* **YOUR ASSIGNMENT**
Render every entry exactly as it appears.
DATA TO EXAMINE section start
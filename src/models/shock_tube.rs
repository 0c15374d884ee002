//! Shock tube and reflected-shock tunnel models.
//!
//! This module provides [`twine_core::Model`] implementations for an ideal
//! shock tube. The computational core is in the internal `core` module; its
//! entry points are re-exported here for callers that need the parameter
//! searches rather than a single solve.

mod core;

pub use self::core::{
    Classification, CompositionSample, CompositionSearch, CompositionSearchConfig,
    CompositionSearchError, GasRole, InputError, Known, MachError, MachSolution, MachSolveConfig,
    NEAR_TAILORED_LIMIT, NozzleState, OptimalComposition, PressureRatios, PressureSample,
    PressureSearch, PressureSearchConfig, PressureSearchError, Section, ShockTubeInput,
    ShockTubeStates, ShockWaveInfo, TAILORED_LIMIT, TailoredResult, ThermodynamicState,
    driver_pressure_for_mach, evaluate, nozzle_state, search_composition,
    search_composition_at_pressure, search_pressure, solve, solve_mach,
};

use twine_core::Model;

use crate::support::{
    constraint::{Constrained, ConstraintError, StrictlyPositive},
    gas::Sutherland,
};

/// States and tailoring evaluation of one shock tube configuration.
#[derive(Debug, Clone, Copy, PartialEq)]
pub struct ShockTubeOutput {
    pub states: ShockTubeStates,
    pub tailored: TailoredResult,
}

/// Ideal shock tube model.
///
/// Validates the input, solves states 1–5 and evaluates tailoring.
///
/// # Example
///
/// ```
/// use shock_tailor::models::shock_tube::{Section, ShockTube, ShockTubeInput};
/// use shock_tailor::support::gas::Gas;
/// use twine_core::Model;
/// use uom::si::{f64::*, pressure::pascal, thermodynamic_temperature::kelvin};
///
/// let t = ThermodynamicTemperature::new::<kelvin>(300.0);
/// let input = ShockTubeInput {
///     mach: 4.58,
///     driven: Section::new(Pressure::new::<pascal>(101_325.0), t),
///     driver: Section::new(Pressure::new::<pascal>(1.1e7), t),
///     driven_gas: Gas::Air.properties(),
///     driver_gas: Gas::Hydrogen.properties(),
/// };
///
/// let output = ShockTube.call(&input).unwrap();
/// assert!(output.tailored.z3.value > 0.0);
///
/// let subsonic = ShockTubeInput { mach: 0.8, ..input };
/// assert!(ShockTube.call(&subsonic).is_err());
/// ```
#[derive(Debug, Clone, Copy, Default, PartialEq, Eq)]
pub struct ShockTube;

impl Model for ShockTube {
    type Input = ShockTubeInput;
    type Output = ShockTubeOutput;
    type Error = InputError;

    fn call(&self, input: &Self::Input) -> Result<Self::Output, Self::Error> {
        input.validate()?;
        let states = solve(input);
        let tailored = evaluate(&states);
        Ok(ShockTubeOutput { states, tailored })
    }
}

/// Shock tube solution plus the nozzle test flow it supplies.
#[derive(Debug, Clone, Copy, PartialEq)]
pub struct ShockTunnelOutput {
    pub states: ShockTubeStates,
    pub tailored: TailoredResult,
    pub nozzle: NozzleState,
}

/// Reflected-shock tunnel: a shock tube whose state 5 feeds a nozzle.
#[derive(Debug, Clone, Copy, PartialEq)]
pub struct ShockTunnel {
    nozzle_mach: Constrained<f64, StrictlyPositive>,
    viscosity: Sutherland,
}

impl ShockTunnel {
    /// Creates a tunnel with nozzle exit Mach `nozzle_mach`.
    ///
    /// `viscosity` holds the Sutherland constants of the driven (test) gas.
    ///
    /// # Errors
    ///
    /// Returns [`ConstraintError`] if `nozzle_mach` is not strictly positive.
    pub fn new(nozzle_mach: f64, viscosity: Sutherland) -> Result<Self, ConstraintError> {
        Ok(Self {
            nozzle_mach: StrictlyPositive::new(nozzle_mach)?,
            viscosity,
        })
    }

    #[must_use]
    pub fn nozzle_mach(&self) -> f64 {
        *self.nozzle_mach.as_ref()
    }
}

impl Model for ShockTunnel {
    type Input = ShockTubeInput;
    type Output = ShockTunnelOutput;
    type Error = InputError;

    fn call(&self, input: &Self::Input) -> Result<Self::Output, Self::Error> {
        let ShockTubeOutput { states, tailored } = ShockTube.call(input)?;
        let nozzle = nozzle_state(
            &states.state5,
            self.nozzle_mach(),
            &input.driven_gas,
            self.viscosity,
        );

        Ok(ShockTunnelOutput {
            states,
            tailored,
            nozzle,
        })
    }
}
DATA TO EXAMINE section end
* **EXERCISE RESPONSE**
filename src/models/shock_tube.rs
repository 0c15374d884ee002
//! Shock tube and reflected-shock tunnel models.
//!
//! This module provides [`twine_core::Model`] implementations for an ideal
//! shock tube. The computational core is in the internal `core` module; its
//! entry points are re-exported here for callers that need the parameter
//! searches rather than a single solve.

mod core;

pub use self::core::{
    Classification, CompositionSample, CompositionSearch, CompositionSearchConfig,
    CompositionSearchError, GasRole, InputError, Known, MachError, MachSolution, MachSolveConfig,
    NEAR_TAILORED_LIMIT, NozzleState, OptimalComposition, PressureRatios, PressureSample,
    PressureSearch, PressureSearchConfig, PressureSearchError, Section, ShockTubeInput,
    ShockTubeStates, ShockWaveInfo, TAILORED_LIMIT, TailoredResult, ThermodynamicState,
    driver_pressure_for_mach, evaluate, nozzle_state, search_composition,
    search_composition_at_pressure, search_pressure, solve, solve_mach,
};

use twine_core::Model;

use crate::support::{
    constraint::{Constrained, ConstraintError, StrictlyPositive},
    gas::Sutherland,
};

/// States and tailoring evaluation of one shock tube configuration.
#[derive(Debug, Clone, Copy, PartialEq)]
pub struct ShockTubeOutput {
    pub states: ShockTubeStates,
    pub tailored: TailoredResult,
}

/// Ideal shock tube model.
///
/// Validates the input, solves states 1–5 and evaluates tailoring.
///
/// # Example
///
/// ```
/// use shock_tailor::models::shock_tube::{Section, ShockTube, ShockTubeInput};
/// use shock_tailor::support::gas::Gas;
/// use twine_core::Model;
/// use uom::si::{f64::*, pressure::pascal, thermodynamic_temperature::kelvin};
///
/// let t = ThermodynamicTemperature::new::<kelvin>(300.0);
/// let input = ShockTubeInput {
///     mach: 4.58,
///     driven: Section::new(Pressure::new::<pascal>(101_325.0), t),
///     driver: Section::new(Pressure::new::<pascal>(1.1e7), t),
///     driven_gas: Gas::Air.properties(),
///     driver_gas: Gas::Hydrogen.properties(),
/// };
///
/// let output = ShockTube.call(&input).unwrap();
/// assert!(output.tailored.z3.value > 0.0);
///
/// let subsonic = ShockTubeInput { mach: 0.8, ..input };
/// assert!(ShockTube.call(&subsonic).is_err());
/// ```
#[derive(Debug, Clone, Copy, Default, PartialEq, Eq)]
pub struct ShockTube;

impl Model for ShockTube {
    type Input = ShockTubeInput;
    type Output = ShockTubeOutput;
    type Error = InputError;

    fn call(&self, input: &Self::Input) -> Result<Self::Output, Self::Error> {
        input.validate()?;
        let states = solve(input);
        let tailored = evaluate(&states);
        Ok(ShockTubeOutput { states, tailored })
    }
}

/// Shock tube solution plus the nozzle test flow it supplies.
#[derive(Debug, Clone, Copy, PartialEq)]
pub struct ShockTunnelOutput {
    pub states: ShockTubeStates,
    pub tailored: TailoredResult,
    pub nozzle: NozzleState,
}

/// Reflected-shock tunnel: a shock tube whose state 5 feeds a nozzle.
#[derive(Debug, Clone, Copy, PartialEq)]
pub struct ShockTunnel {
    nozzle_mach: Constrained<f64, StrictlyPositive>,
    viscosity: Sutherland,
}

impl ShockTunnel {
    /// Creates a tunnel with nozzle exit Mach `nozzle_mach`.
    ///
    /// `viscosity` holds the Sutherland constants of the driven (test) gas.
    ///
    /// # Errors
    ///
    /// Returns [`ConstraintError`] if `nozzle_mach` is not strictly positive.
    pub fn new(nozzle_mach: f64, viscosity: Sutherland) -> Result<Self, ConstraintError> {
        Ok(Self {
            nozzle_mach: StrictlyPositive::new(nozzle_mach)?,
            viscosity,
        })
    }

    #[must_use]
    pub fn nozzle_mach(&self) -> f64 {
        *self.nozzle_mach.as_ref()
    }
}

impl Model for ShockTunnel {
    type Input = ShockTubeInput;
    type Output = ShockTunnelOutput;
    type Error = InputError;

    fn call(&self, input: &Self::Input) -> Result<Self::Output, Self::Error> {
        let ShockTubeOutput { states, tailored } = ShockTube.call(input)?;
        let nozzle = nozzle_state(
            &states.state5,
            self.nozzle_mach(),
            &input.driven_gas,
            self.viscosity,
        );

        Ok(ShockTunnelOutput {
            states,
            tailored,
            nozzle,
        })
    }
}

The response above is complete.